- WHAT TO PRODUCE -
Lines with the word "state" are the ones wanted. Copy each of them from the entries below.

- MATERIAL FOR THIS TASK -
//! End-to-end emptiness scenarios, cross-checker agreement against a
//! brute-force oracle, and counterexample validity.

use std::collections::HashMap;

use proptest::prelude::*;

use omega_check::{
    CheckOutcome, CheckerOptions, EmptinessAnswer, ExplicitAutomaton, NestedDfs, ProductGraph,
    WeightedNestedDfs,
};
use omega_graph::{AdjacencyGraph, Fingerprint, RootedGraph, SuccessorGraph};

/// Two paths from the root meet in vertex 3; vertex 3 closes a cycle back
/// to the root.
fn sharing_graph() -> AdjacencyGraph<u32> {
    AdjacencyGraph::from_edges([1], [(1, 2), (1, 4), (2, 3), (3, 1), (4, 5), (5, 3)])
}

/// Reference decision: is some accepting vertex reachable from a root and
/// on a cycle? Transitive closure over the finite vertex set.
fn has_accepting_cycle(graph: &AdjacencyGraph<u32>, accepting: impl Fn(&u32) -> bool) -> bool {
    let vertices: Vec<u32> = graph.vertices().copied().collect();
    let index: HashMap<u32, usize> = vertices.iter().enumerate().map(|(i, v)| (*v, i)).collect();
    let n = vertices.len();

    let mut reach = vec![vec![false; n]; n];
    for (i, v) in vertices.iter().enumerate() {
        for w in graph.neighbours(v) {
            reach[i][index[&w]] = true;
        }
    }
    for k in 0..n {
        for i in 0..n {
            if reach[i][k] {
                for j in 0..n {
                    if reach[k][j] {
                        reach[i][j] = true;
                    }
                }
            }
        }
    }

    let mut from_root = vec![false; n];
    for root in graph.roots() {
        let r = index[&root];
        from_root[r] = true;
        for j in 0..n {
            if reach[r][j] {
                from_root[j] = true;
            }
        }
    }

    vertices
        .iter()
        .enumerate()
        .any(|(i, v)| accepting(v) && from_root[i] && reach[i][i])
}

/// A violation's trace must be a real path: root-anchored, edge-connected,
/// containing the witness, with a closing edge back to it.
fn assert_valid_counterexample(graph: &AdjacencyGraph<u32>, answer: &EmptinessAnswer<u32>) {
    assert!(answer.is_violation());
    let witness = answer.witness.expect("violations carry a witness");
    assert!(
        answer.trace.contains(&witness),
        "witness {witness} not on trace {:?}",
        answer.trace
    );

    let roots: Vec<u32> = graph.roots().collect();
    assert!(roots.contains(&answer.trace[0]));
    for pair in answer.trace.windows(2) {
        let succ: Vec<u32> = graph.neighbours(&pair[0]).collect();
        assert!(succ.contains(&pair[1]), "edge {} -> {} missing", pair[0], pair[1]);
    }
    let last = answer.trace.last().expect("violation traces are non-empty");
    let succ: Vec<u32> = graph.neighbours(last).collect();
    assert!(
        succ.contains(&witness),
        "closing edge {last} -> {witness} missing"
    );
}

// ==== concrete scenarios ====================================================

#[test]
fn test_empty_graph_holds() {
    let graph: AdjacencyGraph<u32> = AdjacencyGraph::new();
    let mut checker = NestedDfs::new(&graph, |_: &u32| true);
    let answer = checker.check();
    assert!(answer.holds);
    assert_eq!(answer.witness, None);
    assert!(answer.trace.is_empty());
}

#[test]
fn test_finite_tree_holds() {
    let graph = AdjacencyGraph::from_edges([1u32], [(1, 2), (1, 3), (2, 4)]).into_tree();
    let mut checker = NestedDfs::new(&graph, |_: &u32| false);
    assert!(checker.check().holds);
}

#[test]
fn test_two_cycle_with_accepting_vertices_fails() {
    let graph = AdjacencyGraph::from_edges([1u32], [(1, 2), (2, 1)]);
    let mut checker = NestedDfs::new(&graph, |_: &u32| true);
    let answer = checker.check();
    assert_valid_counterexample(&graph, &answer);
    assert_eq!(answer.witness, Some(1));
}

#[test]
fn test_lasso_without_accepting_loop_holds() {
    // 1 -> 2 -> 3 -> 2: a cycle exists but visits nothing accepting.
    let graph = AdjacencyGraph::from_edges([1u32], [(1, 2), (2, 3), (3, 2)]);
    let mut checker = NestedDfs::new(&graph, |_: &u32| false);
    assert!(checker.check().holds);
}

#[test]
fn test_sharing_graph_with_accepting_root_fails() {
    let graph = sharing_graph();
    let mut checker = NestedDfs::new(&graph, |v: &u32| *v == 1);
    let answer = checker.check();
    assert_valid_counterexample(&graph, &answer);
    assert_eq!(answer.witness, Some(1));
    assert_eq!(answer.trace, vec![1, 2, 3]);
}

#[test]
fn test_self_loop_on_accepting_vertex_fails() {
    let graph = AdjacencyGraph::from_edges([1u32], [(1, 2), (2, 2)]);
    let mut checker = NestedDfs::new(&graph, |v: &u32| *v == 2);
    let answer = checker.check();
    assert_valid_counterexample(&graph, &answer);
    assert_eq!(answer.witness, Some(2));
    assert_eq!(answer.trace, vec![1, 2]);
}

#[test]
fn test_depth_bound_one_sees_roots_and_children_only() {
    let graph = AdjacencyGraph::from_edges([1u32], [(1, 2), (2, 3), (3, 4), (4, 3)]);
    let accepting = |v: &u32| *v >= 3;

    let options = CheckerOptions::new().with_depth_bound(1);
    let mut bounded = NestedDfs::with_options(&graph, accepting, options);
    assert!(bounded.check().holds);
    assert_eq!(bounded.stats().entered, 2);

    let mut full = NestedDfs::new(&graph, accepting);
    assert!(!full.check().holds);
}

// ==== secondary search ======================================================

#[test]
fn test_secondary_search_finds_cycle_the_edge_test_misses() {
    // 1 -> 2 -> 3 -> 1 with only 2 accepting: the closing edge 3 -> 1 has
    // non-accepting endpoints, so the plain edge test cannot fire.
    let graph = AdjacencyGraph::from_edges([1u32], [(1, 2), (2, 3), (3, 1)]);

    let mut plain = NestedDfs::new(&graph, |v: &u32| *v == 2);
    let answer = plain.check();
    assert_valid_counterexample(&graph, &answer);
    assert_eq!(answer.witness, Some(1));
    assert_eq!(answer.trace, vec![1, 2, 3]);
    assert!(plain.stats().red_searches >= 1);

    // The weighted test spans the accepting vertex and resolves the same
    // cycle with no secondary search at all.
    let mut weighted = WeightedNestedDfs::new(&graph, |v: &u32| *v == 2);
    let answer = weighted.check();
    assert_valid_counterexample(&graph, &answer);
    assert_eq!(weighted.stats().red_searches, 0);
}

#[test]
fn test_clean_secondary_search_lets_the_check_continue() {
    // Accepting vertex 2 reaches the non-accepting cycle 5 <-> 6, already
    // exited BLUE when 2 exits. Its secondary search walks the cycle, finds
    // no way back to the stack, and the check concludes cleanly.
    let graph = AdjacencyGraph::from_edges([1u32], [(1, 5), (5, 6), (6, 5), (2, 6), (1, 2)]);
    let mut checker = NestedDfs::new(&graph, |v: &u32| *v == 2);
    assert!(checker.check().holds);
    assert_eq!(checker.stats().red_searches, 1);
}

#[test]
fn test_all_red_children_skip_the_secondary_search() {
    // Both accepting vertices exit with every child already RED, so no
    // secondary search is needed to prove them safe.
    let graph = AdjacencyGraph::from_edges([1u32], [(1, 2), (2, 3)]);
    let mut checker = NestedDfs::new(&graph, |v: &u32| *v >= 2);
    assert!(checker.check().holds);
    assert_eq!(checker.stats().red_searches, 0);
}

// ==== interchangeability ====================================================

proptest! {
    #![proptest_config(ProptestConfig::with_cases(256))]

    #[test]
    fn prop_both_checkers_match_the_oracle(
        edges in prop::collection::vec((0u32..7, 0u32..7), 0..24),
        roots in prop::collection::vec(0u32..7, 1..3),
        accepting_mask in 0u32..128,
    ) {
        let graph = AdjacencyGraph::from_edges(roots, edges);
        let accepting = |v: &u32| accepting_mask & (1 << *v) != 0;
        let expected = has_accepting_cycle(&graph, accepting);

        let mut plain = NestedDfs::new(&graph, accepting);
        let plain_answer = plain.check();
        prop_assert_eq!(plain_answer.holds, !expected);

        let mut weighted = WeightedNestedDfs::new(&graph, accepting);
        let weighted_answer = weighted.check();
        prop_assert_eq!(weighted_answer.holds, !expected);

        if expected {
            assert_valid_counterexample(&graph, &plain_answer);
            assert_valid_counterexample(&graph, &weighted_answer);
        }
    }

    #[test]
    fn prop_dags_always_hold(
        edges in prop::collection::vec((0u32..10, 0u32..10), 0..30),
        accepting_mask in 0u32..1024,
    ) {
        // Keep only upward edges: no cycles can form.
        let dag_edges: Vec<(u32, u32)> = edges.into_iter().filter(|(a, b)| a < b).collect();
        let graph = AdjacencyGraph::from_edges([0u32], dag_edges);
        let accepting = |v: &u32| accepting_mask & (1 << *v) != 0;

        let mut checker = NestedDfs::new(&graph, accepting);
        prop_assert!(checker.check().holds);
        let mut weighted = WeightedNestedDfs::new(&graph, accepting);
        prop_assert!(weighted.check().holds);
    }
}

// ==== options ===============================================================

#[test]
fn test_reducer_collapses_equivalent_vertices() {
    // Vertices are (id, noise); the search keys on id alone.
    let graph = SuccessorGraph::new(vec![(0u32, 0u32)], |&(id, noise): &(u32, u32)| match id {
        0 => vec![(1, noise), (1, noise + 1)],
        1 => vec![(2, 0)],
        _ => Vec::new(),
    });
    let options = CheckerOptions::new().with_reducer(|&(id, _): &(u32, u32)| Fingerprint::of(&id));
    let mut checker = NestedDfs::with_options(&graph, |_: &(u32, u32)| false, options);
    assert!(checker.check().holds);
    // (1, 0) and (1, 1) count as a single discovery.
    assert_eq!(checker.stats().entered, 3);
    assert_eq!(checker.stats().revisits, 1);
}

#[test]
fn test_interrupted_check_reports_extent_only() {
    let graph = AdjacencyGraph::from_edges([1u32], [(1, 2), (2, 3), (3, 1)]);
    let mut checker = NestedDfs::new(&graph, |_: &u32| false);
    let mut polls = 0u32;
    let outcome = checker.check_until(|| {
        polls += 1;
        polls > 2
    });
    match outcome {
        CheckOutcome::Interrupted { explored } => assert!(explored >= 1),
        CheckOutcome::Conclusive(_) => panic!("expected an interruption"),
    }
}

#[test]
fn test_violation_beats_late_interruption() {
    let graph = AdjacencyGraph::from_edges([1u32], [(1, 2), (2, 1)]);
    let mut checker = NestedDfs::new(&graph, |_: &u32| true);
    // The predicate would fire eventually, but the violation lands first.
    let mut polls = 0u32;
    let outcome = checker.check_until(|| {
        polls += 1;
        polls > 100
    });
    let answer = outcome.conclusive().expect("violation before interruption");
    assert!(!answer.holds);
}

// ==== property automata =====================================================

fn eventually_locked() -> ExplicitAutomaton<u32> {
    // Accepts runs that from some point on stay in vertices >= 1.
    ExplicitAutomaton::new([0])
        .transition(0, |_| true, 0)
        .transition(0, |v| *v >= 1, 1)
        .transition(1, |v| *v >= 1, 1)
        .accept(1)
}

#[test]
fn test_product_check_detects_trapped_run() {
    // 0 -> 1 -> 1: the system can stay in 1 forever.
    let system = AdjacencyGraph::from_edges([0u32], [(0, 1), (1, 1)]);
    let automaton = eventually_locked();
    let product = ProductGraph::new(&system, &automaton);
    let mut checker = NestedDfs::new(&product, |pair: &(u32, u32)| product.accepting(pair));
    let answer = checker.check();
    assert!(!answer.holds);
    let (system_vertex, state) = answer.witness.expect("violations carry a witness");
    assert_eq!(system_vertex, 1);
    assert_eq!(state, 1);
}

#[test]
fn test_product_check_holds_for_alternating_system() {
    // 0 -> 1 -> 0: every run leaves vertex 1 again, so no run locks in.
    let system = AdjacencyGraph::from_edges([0u32], [(0, 1), (1, 0)]);
    let automaton = eventually_locked();
    let product = ProductGraph::new(&system, &automaton);
    let mut checker = NestedDfs::new(&product, |pair: &(u32, u32)| product.accepting(pair));
    assert!(checker.check().holds);
}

- EXERCISE RESPONSE -
    let (system_vertex, state) = answer.witness.expect("violations carry a witness");
    assert_eq!(state, 1);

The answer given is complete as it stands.